EXERCISE PROMPT: Scan the listing below for the word "DetectOptions", then copy each line that has it.
****************************************
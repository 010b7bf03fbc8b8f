//! Tenant-scoped analytics
//!
//! `AnalyticsService` is what the server and CLI call. It fetches a tenant's
//! records for the right window from a `LedgerStore`, then runs the pure
//! aggregation, forecasting and detection code over them. It holds no
//! per-request state.

use std::sync::Arc;

use chrono::NaiveDate;
use serde::{Deserialize, Serialize};
use tracing::{debug, info};

use crate::aggregate::{category_breakdown, monthly_buckets, moving_average, summarize};
use crate::anomaly::{AnomalyReport, DetectOptions, OutlierDetector, Sensitivity};
use crate::config::AnalyticsConfig;
use crate::dashboard::{build_dashboard, Dashboard, DASHBOARD_MONTHS};
use crate::error::{Error, Result};
use crate::forecast::{ForecastEngine, ForecastReport, SeasonalPattern};
use crate::insights::{InsightComposer, InsightInput, InsightReport};
use crate::models::{
    CategoryTotal, LedgerRecord, Metric, MonthlyBucket, MonthlySummary, MovingAveragePoint,
};
use crate::period::{trailing_months, Lookback, TimeRange, YearMonth};
use crate::store::{LedgerQuery, LedgerStore};

/// Most months a monthly report may span
pub const MAX_REPORT_MONTHS: u32 = 60;

/// Months of history the seasonality report reads
pub const SEASONALITY_MONTHS: u32 = 24;

/// Moving-average window used in monthly reports
const MOVING_AVERAGE_WINDOW: usize = 3;

/// Months of history behind insights
const INSIGHT_MONTHS: u32 = 6;

/// Category window behind insights
const INSIGHT_CATEGORY_PERIOD: &str = "3m";

/// Whose ledger to read
#[derive(Debug, Clone, PartialEq, Eq, Serialize, Deserialize)]
pub struct Tenant {
    pub user_id: String,
    #[serde(default, skip_serializing_if = "Option::is_none")]
    pub client_id: Option<String>,
}

impl Tenant {
    pub fn new(user_id: &str, client_id: Option<&str>) -> Self {
        Self {
            user_id: user_id.to_string(),
            client_id: client_id
                .map(str::trim)
                .filter(|c| !c.is_empty())
                .map(str::to_string),
        }
    }

    pub fn query(&self, start: NaiveDate, end: NaiveDate) -> Result<LedgerQuery> {
        LedgerQuery::new(&self.user_id, self.client_id.as_deref(), start, end)
    }
}

/// Monthly series plus summary and smoothing
#[derive(Debug, Clone, PartialEq, Serialize, Deserialize)]
pub struct MonthlyReport {
    pub months: Vec<MonthlyBucket>,
    pub summary: MonthlySummary,
    pub moving_average: Vec<MovingAveragePoint>,
}

#[derive(Debug, Clone, PartialEq, Serialize, Deserialize)]
pub struct CategoryReport {
    pub period: String,
    pub categories: Vec<CategoryTotal>,
}

#[derive(Debug, Clone, PartialEq, Serialize, Deserialize)]
pub struct SeasonalityReport {
    pub metric: Metric,
    pub months_analyzed: usize,
    /// Empty when no month qualifies or history is too short
    pub patterns: Vec<SeasonalPattern>,
}

/// Runs analytics for one tenant at a time
#[derive(Clone)]
pub struct AnalyticsService {
    store: Arc<dyn LedgerStore>,
    config: AnalyticsConfig,
    engine: ForecastEngine,
    detector: OutlierDetector,
}

impl AnalyticsService {
    pub fn new(store: Arc<dyn LedgerStore>, config: AnalyticsConfig) -> Self {
        Self {
            engine: ForecastEngine::with_config(config.forecast.clone(), config.seasonality.clone()),
            detector: OutlierDetector::with_config(config.anomaly.clone()),
            store,
            config,
        }
    }

    pub fn config(&self) -> &AnalyticsConfig {
        &self.config
    }

    pub fn store(&self) -> &Arc<dyn LedgerStore> {
        &self.store
    }

    fn fetch(&self, tenant: &Tenant, start: NaiveDate, end: NaiveDate) -> Result<Vec<LedgerRecord>> {
        self.store.fetch_records(&tenant.query(start, end)?)
    }

    /// Records and zero-filled buckets for the `months` months ending at `as_of`
    fn history(
        &self,
        tenant: &Tenant,
        months: u32,
        as_of: NaiveDate,
    ) -> Result<(Vec<LedgerRecord>, Vec<MonthlyBucket>)> {
        let (start, end) = trailing_months(as_of, months);
        let records = self.fetch(tenant, start.first_day(), as_of)?;
        let buckets = monthly_buckets(&records, start, end)?;
        Ok((records, buckets))
    }

    pub fn monthly(&self, tenant: &Tenant, months: u32, as_of: NaiveDate) -> Result<MonthlyReport> {
        if months == 0 || months > MAX_REPORT_MONTHS {
            return Err(Error::InvalidData(format!(
                "months must be between 1 and {}",
                MAX_REPORT_MONTHS
            )));
        }
        let (_, buckets) = self.history(tenant, months, as_of)?;
        Ok(MonthlyReport {
            summary: summarize(&buckets),
            moving_average: moving_average(&buckets, MOVING_AVERAGE_WINDOW)?,
            months: buckets,
        })
    }

    pub fn categories(&self, tenant: &Tenant, lookback: Lookback, as_of: NaiveDate) -> Result<CategoryReport> {
        let since = lookback.since(as_of);
        let records = self.fetch(tenant, since, as_of)?;
        Ok(CategoryReport {
            period: format!("{}d", lookback.days()),
            categories: category_breakdown(&records, since),
        })
    }

    pub fn forecast(
        &self,
        tenant: &Tenant,
        time_range: TimeRange,
        periods_ahead: Option<u32>,
        as_of: NaiveDate,
    ) -> Result<ForecastReport> {
        let periods = periods_ahead.unwrap_or(self.config.forecast.periods_ahead);
        let (_, buckets) = self.history(tenant, time_range.months(), as_of)?;
        let report = self.engine.report(&buckets, periods)?;
        info!(
            user_id = %tenant.user_id,
            time_range = time_range.as_str(),
            periods,
            "Forecast built"
        );
        Ok(report)
    }

    pub fn seasonality(&self, tenant: &Tenant, metric: Metric, as_of: NaiveDate) -> Result<SeasonalityReport> {
        let (_, buckets) = self.history(tenant, SEASONALITY_MONTHS, as_of)?;
        Ok(SeasonalityReport {
            metric,
            months_analyzed: buckets.len(),
            patterns: self.engine.seasonality().detect(&buckets, metric).unwrap_or_default(),
        })
    }

    pub fn anomalies(
        &self,
        tenant: &Tenant,
        lookback: Lookback,
        sensitivity: Sensitivity,
        as_of: NaiveDate,
    ) -> Result<AnomalyReport> {
        let window_start = lookback.since(as_of);
        let options = DetectOptions::new(sensitivity, as_of, window_start);

        // Spike baselines need the months before the current one
        let baseline_start = YearMonth::from_date(as_of)
            .plus_months(-(self.config.anomaly.spike_history_months as i64))
            .first_day();
        let records = self.fetch(tenant, window_start.min(baseline_start), as_of)?;
        let breakdown = category_breakdown(&records, window_start);

        let anomalies = self.detector.detect(&records, &breakdown, &options);
        debug!(user_id = %tenant.user_id, found = anomalies.len(), "Anomalies detected");

        Ok(AnomalyReport::new(
            &format!("{}d", lookback.days()),
            sensitivity,
            anomalies,
        ))
    }

    /// Facts an insight composer works from
    pub fn insight_input(&self, tenant: &Tenant, as_of: NaiveDate) -> Result<InsightInput> {
        let (_, monthly) = self.history(tenant, INSIGHT_MONTHS, as_of)?;
        let categories = self
            .categories(tenant, Lookback::parse(INSIGHT_CATEGORY_PERIOD), as_of)?
            .categories;

        let periods = self.config.forecast.periods_ahead;
        let (revenue_forecast, _) = self.engine.forecast_adjusted(&monthly, periods, Metric::Revenue)?;
        let expense_forecast = self
            .engine
            .regressor()
            .forecast_buckets(&monthly, periods, Metric::Expenses)?;
        let anomalies = self
            .anomalies(tenant, Lookback::default(), Sensitivity::Medium, as_of)?
            .anomalies;

        Ok(InsightInput {
            monthly,
            categories,
            revenue_forecast,
            expense_forecast,
            anomalies,
        })
    }

    pub async fn insights(
        &self,
        tenant: &Tenant,
        as_of: NaiveDate,
        composer: &dyn InsightComposer,
    ) -> Result<InsightReport> {
        let input = self.insight_input(tenant, as_of)?;
        let lines = composer.compose(&input).await?;
        info!(
            user_id = %tenant.user_id,
            composer = composer.name(),
            lines = lines.len(),
            "Insights composed"
        );
        Ok(InsightReport::new(lines, input))
    }

    pub fn dashboard(&self, tenant: &Tenant, as_of: NaiveDate) -> Result<Dashboard> {
        let (records, buckets) = self.history(tenant, DASHBOARD_MONTHS, as_of)?;
        let (current, _) = trailing_months(as_of, 1);
        let breakdown = category_breakdown(&records, current.first_day());
        let (revenue_forecast, _) = self.engine.forecast_adjusted(
            &buckets,
            self.config.forecast.periods_ahead,
            Metric::Revenue,
        )?;
        Ok(build_dashboard(&buckets, &breakdown, revenue_forecast))
    }
}

impl std::fmt::Debug for AnalyticsService {
    fn fmt(&self, f: &mut std::fmt::Formatter<'_>) -> std::fmt::Result {
        f.debug_struct("AnalyticsService")
            .field("config", &self.config)
            .finish()
    }
}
****************************************
SOLUTION TO THIS TASK:
use crate::anomaly::{AnomalyReport, DetectOptions, OutlierDetector, Sensitivity};
        let options = DetectOptions::new(sensitivity, as_of, window_start);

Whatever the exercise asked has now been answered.